EXHIBIT A Passenger Autos Placed in Service in 2012

1st year

Autos (cars)

50% bonus taken

No bonus taken or used vehicle

$11,160

$3,160

Light SUVs Pickups and Vans*

50% bonus taken

No bonus taken or used vehicle

$11,360

$3,360

2nd year

5,100

5,100

5,300

5,300

3rd year

3,050

3,050

3,150

3,150

4th year and after 1,875

1,875

1,875

1,875

* Weigh 6,000 pounds or less and are not specially modified.

Depreciation Limits on Passenger Autos

Under MACRS, annual depreciation of a company car is computed in the same way as other 5-year equipment. But the amount of depreciation allowed each year is limited, as shown in Exhibit A above. There is one set of IRS limits for autos (cars); another for light SUVs, pickups and vans weighing 6,000 pounds or less that are not specially modified. Note the difference in the IRS limits between new and used vehicles throughout the recovery period.

In each year, you must compute Table 1 depreciation for the car, compare it to the IRS limit, and use the lower amount. Important: The IRS publishes this limit table each year, adjusting the limits for inflation. However, you must use the IRS limits for the year in which the car was acquired throughout the car's recovery period.

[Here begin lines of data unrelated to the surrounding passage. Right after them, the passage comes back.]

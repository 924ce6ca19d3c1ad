//! Tuple locators — the opaque `(page, slot)` addresses the index stores
//! alongside each key.

use byteorder::{LittleEndian, ReadBytesExt, WriteBytesExt};
use std::io::{self, Cursor};

/// Physical address of a tuple in the heap file. Opaque to the tree: it is
/// read and written as eight raw bytes and never interpreted.
#[derive(Debug, Clone, Copy, PartialEq, Eq, Hash)]
pub struct TupleLocator {
    pub page_id: i32,
    pub slot_id: i32,
}

impl TupleLocator {
    pub const SIZE: usize = 8;

    pub fn new(page_id: i32, slot_id: i32) -> Self {
        TupleLocator { page_id, slot_id }
    }

    pub fn to_bytes(self) -> [u8; Self::SIZE] {
        let mut buf = [0u8; Self::SIZE];
        {
            let mut cursor = Cursor::new(&mut buf[..]);
            cursor.write_i32::<LittleEndian>(self.page_id).unwrap();
            cursor.write_i32::<LittleEndian>(self.slot_id).unwrap();
        }
        buf
    }

    pub fn from_bytes(data: &[u8]) -> io::Result<Self> {
        let mut cursor = Cursor::new(data);
        let page_id = cursor.read_i32::<LittleEndian>()?;
        let slot_id = cursor.read_i32::<LittleEndian>()?;
        Ok(TupleLocator { page_id, slot_id })
    }
}

#[cfg(test)]
mod tests {
    use super::*;

    #[test]
    fn roundtrip() {
        let loc = TupleLocator::new(7, 3);
        let bytes = loc.to_bytes();
        assert_eq!(TupleLocator::from_bytes(&bytes).unwrap(), loc);
    }
}
//! Internal node (C3): a leading child pointer followed by ordered
//! `(key, child_page)` separators.
//!
//! ```text
//! offset 0   : key_count        (4 bytes)
//! offset 4   : first_child_page (4 bytes)
//! offset 8   : 120 entries, each 8 bytes: key(4) || child_page(4)
//! offset 968 : 56 bytes reserved/zero
//! ```
//!
//! For keys `k_1 < … < k_n` and children `c_0, c_1, … , c_n`, the subtree
//! rooted at `c_i` holds keys `k` with `k_i ≤ k < k_{i+1}`
//! (`k_0 = -∞`, `k_{n+1} = +∞`).

use byteorder::{LittleEndian, ReadBytesExt, WriteBytesExt};
use std::io::Cursor;

use crate::error::{IndexError, IndexResult};
use crate::node::NodeResult;
use crate::page::{empty_page, PageBuf, PageStore, PAGE_SIZE};

const HEADER_SIZE: usize = 8;
const ENTRY_SIZE: usize = 8;
pub const CAPACITY: usize = 120;

const _: () = assert!(HEADER_SIZE + CAPACITY * ENTRY_SIZE <= PAGE_SIZE);

#[derive(Debug, Clone)]
pub struct InternalNode {
    buf: PageBuf,
}

impl InternalNode {
    pub fn new_empty() -> Self {
        InternalNode { buf: empty_page() }
    }

    pub fn read<S: PageStore>(store: &mut S, page_id: i32) -> IndexResult<Self> {
        let mut buf = empty_page();
        store.read(page_id, &mut buf)?;
        Ok(InternalNode { buf })
    }

    pub fn write<S: PageStore>(&self, store: &mut S, page_id: i32) -> IndexResult<()> {
        store.write(page_id, &self.buf)
    }

    pub fn key_count(&self) -> i32 {
        read_i32(&self.buf, 0)
    }

    fn set_key_count(&mut self, count: i32) {
        write_i32(&mut self.buf, 0, count);
    }

    pub fn first_child(&self) -> i32 {
        read_i32(&self.buf, 4)
    }

    pub fn set_first_child(&mut self, child: i32) {
        write_i32(&mut self.buf, 4, child);
    }

    fn entry_offset(index: usize) -> usize {
        HEADER_SIZE + index * ENTRY_SIZE
    }

    fn raw_key_at(&self, index: usize) -> i32 {
        read_i32(&self.buf, Self::entry_offset(index))
    }

    pub fn read_entry(&self, index: usize) -> (i32, i32) {
        let off = Self::entry_offset(index);
        (read_i32(&self.buf, off), read_i32(&self.buf, off + 4))
    }

    fn write_entry(&mut self, index: usize, key: i32, child: i32) {
        let off = Self::entry_offset(index);
        write_i32(&mut self.buf, off, key);
        write_i32(&mut self.buf, off + 4, child);
    }

    /// Returns the child to descend into for `search_key`: the largest
    /// child whose separator is `<= search_key`, or `first_child()` if
    /// none qualifies.
    pub fn locate_child(&self, search_key: i32) -> i32 {
        let mut pid = self.first_child();
        let mut index = 0usize;
        loop {
            let key = self.raw_key_at(index);
            if key == 0 || key > search_key {
                break;
            }
            let (_, child) = self.read_entry(index);
            pid = child;
            index += 1;
        }
        pid
    }

    /// Inserts separator `(key, child)`. If `key` already exists, its child
    /// pointer is overwritten in place (idempotent separator update, needed
    /// when a parent re-absorbs a separator it already holds during split
    /// propagation).
    pub fn insert(&mut self, key: i32, child: i32) -> IndexResult<NodeResult<()>> {
        if key == 0 {
            return Err(IndexError::ZeroKey);
        }

        let count = self.key_count() as usize;
        let mut pos = 0usize;
        while pos < count {
            let k = self.raw_key_at(pos);
            if k == 0 || k >= key {
                break;
            }
            pos += 1;
        }

        if pos < count && self.raw_key_at(pos) == key {
            let (_, existing_child) = self.read_entry(pos);
            let _ = existing_child;
            self.write_entry(pos, key, child);
            return Ok(NodeResult::Ok(()));
        }

        if count >= CAPACITY {
            return Ok(NodeResult::NodeFull);
        }

        for i in (pos..count).rev() {
            let (k, c) = self.read_entry(i);
            self.write_entry(i + 1, k, c);
        }
        self.write_entry(pos, key, child);
        self.set_key_count(count as i32 + 1);
        Ok(NodeResult::Ok(()))
    }

    /// Splits a full internal node. The middle separator is promoted out of
    /// both halves: its child pointer becomes `sibling`'s `first_child`,
    /// and the key itself is returned to the caller for insertion into the
    /// parent — it does not survive in either node's entry list. This is
    /// the standard B+-tree rule (see module docs on the historical
    /// duplicate-and-promote defect this spec does not reproduce).
    ///
    /// Precondition: `self.key_count() == CAPACITY` and `sibling` is empty.
    pub fn insert_and_split(
        &mut self,
        key: i32,
        child: i32,
        sibling: &mut InternalNode,
    ) -> IndexResult<i32> {
        debug_assert_eq!(self.key_count() as usize, CAPACITY);
        debug_assert_eq!(sibling.key_count(), 0);

        let half = CAPACITY / 2;
        let (mid_key, mid_child) = self.read_entry(half);

        sibling.set_first_child(mid_child);
        for i in (half + 1)..CAPACITY {
            let (k, c) = self.read_entry(i);
            sibling
                .insert(k, c)
                .expect("sibling copy")
                .expect_ok("sibling split insert cannot overflow");
        }

        for i in half..CAPACITY {
            self.write_entry(i, 0, 0);
        }
        self.set_key_count(half as i32);

        if mid_key < key {
            sibling.insert(key, child)?.expect_ok("sibling has room after split");
        } else {
            self.insert(key, child)?.expect_ok("original has room after split");
        }

        Ok(mid_key)
    }

    /// Writes a one-separator root: `first_child = left`, entry `(key,
    /// right)`, `key_count = 1`.
    pub fn initialize_root(left_child: i32, key: i32, right_child: i32) -> Self {
        let mut node = InternalNode::new_empty();
        node.set_first_child(left_child);
        node.write_entry(0, key, right_child);
        node.set_key_count(1);
        node
    }
}

fn read_i32(buf: &[u8], offset: usize) -> i32 {
    Cursor::new(&buf[offset..offset + 4])
        .read_i32::<LittleEndian>()
        .unwrap()
}

fn write_i32(buf: &mut [u8], offset: usize, value: i32) {
    (&mut buf[offset..offset + 4])
        .write_i32::<LittleEndian>(value)
        .unwrap();
}

#[cfg(test)]
mod tests {
    use super::*;

    #[test]
    fn initialize_root_has_one_separator() {
        let root = InternalNode::initialize_root(1, 50, 2);
        assert_eq!(root.key_count(), 1);
        assert_eq!(root.first_child(), 1);
        assert_eq!(root.read_entry(0), (50, 2));
    }

    #[test]
    fn locate_child_picks_first_child_below_every_separator() {
        let mut node = InternalNode::initialize_root(1, 50, 2);
        node.insert(100, 3).unwrap().expect_ok("room");
        assert_eq!(node.locate_child(10), 1);
        assert_eq!(node.locate_child(50), 2);
        assert_eq!(node.locate_child(75), 2);
        assert_eq!(node.locate_child(150), 3);
    }

    #[test]
    fn insert_on_existing_key_overwrites_child() {
        let mut node = InternalNode::initialize_root(1, 50, 2);
        node.insert(50, 99).unwrap().expect_ok("room");
        assert_eq!(node.key_count(), 1);
        assert_eq!(node.read_entry(0), (50, 99));
    }

    #[test]
    fn split_promotes_and_removes_separator_from_both_halves() {
        let mut node = InternalNode::new_empty();
        node.set_first_child(0);
        for i in 1..=CAPACITY as i32 {
            node.insert(i * 10, i).unwrap().expect_ok("room");
        }

        let mut sibling = InternalNode::new_empty();
        let promoted = node
            .insert_and_split(1215, 999, &mut sibling)
            .unwrap();

        // Middle entry (index 60) has key 610; it is promoted and must not
        // reappear as a separator in either half.
        assert_eq!(promoted, 610);
        for i in 0..node.key_count() as usize {
            assert_ne!(node.read_entry(i).0, 610);
        }
        for i in 0..sibling.key_count() as usize {
            assert_ne!(sibling.read_entry(i).0, 610);
        }
        assert_eq!(sibling.first_child(), 61);
    }
}
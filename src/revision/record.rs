//! Typed view of a revision record.

use serde::{Deserialize, Serialize};
use serde_yaml::Mapping;

/// Key under which a revision is stored: `{model_name}_v{revision}`.
#[must_use]
pub fn model_key(model_name: &str, revision: &str) -> String {
    format!("{model_name}_v{revision}")
}

/// Configuration snapshot of one training revision.
#[derive(Debug, Clone, PartialEq, Serialize, Deserialize)]
pub struct RevisionRecord {
    /// Architecture name, e.g. `deeplabv3plus`.
    pub model_name: String,

    /// Revision string, e.g. `10.0.1`.
    pub revision: String,

    pub dataset_parameters: DatasetParameters,

    /// Arguments the model was built with. Stored as given.
    #[serde(default)]
    pub model_build_parameters: Mapping,

    pub model_compile_parameters: CompileParameters,
}

impl RevisionRecord {
    /// Ledger key of this record.
    #[must_use]
    pub fn model_key(&self) -> String {
        model_key(&self.model_name, &self.revision)
    }
}

/// Input and batching parameters of the training dataset.
#[derive(Debug, Clone, PartialEq, Eq, Serialize, Deserialize)]
pub struct DatasetParameters {
    pub input_image_height: u32,
    pub input_image_width: u32,
    pub number_of_classes: u32,
    pub batch_size: u32,
}

/// Compile-time settings, recorded by their string representations.
#[derive(Debug, Clone, PartialEq, Serialize, Deserialize)]
pub struct CompileParameters {
    pub optimizer: String,
    pub loss_function: LossFunction,
    #[serde(default)]
    pub metrics: Vec<String>,
}

/// Loss function and its learning-rate schedule.
#[derive(Debug, Clone, PartialEq, Serialize, Deserialize)]
pub struct LossFunction {
    pub object: String,
    pub initial_learning_rate: f64,
    /// End of a decaying schedule; `None` for a constant rate.
    pub final_learning_rate: Option<f64>,
}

EXAMPLE 1: On July 6, 2012, StudCo acquires* a new passenger auto with a cost basis of $28,000. What is Table 1 depreciation (see page 147) for Year 1? What is the IRS limit for Year 1? Which amount must StudCo use for its tax return? What is StudCo's maximum depreciation deduction for each subsequent year?

*Under both generally accepted accounting principles (GAAP) and tax law, depreciation cannot begin until the asset has been acquired and placed in service. However, to avoid cumbersome, repetitious language ("acquires and places in service . . ."), it is assumed throughout this course that the acquired asset is placed in service on the date of purchase.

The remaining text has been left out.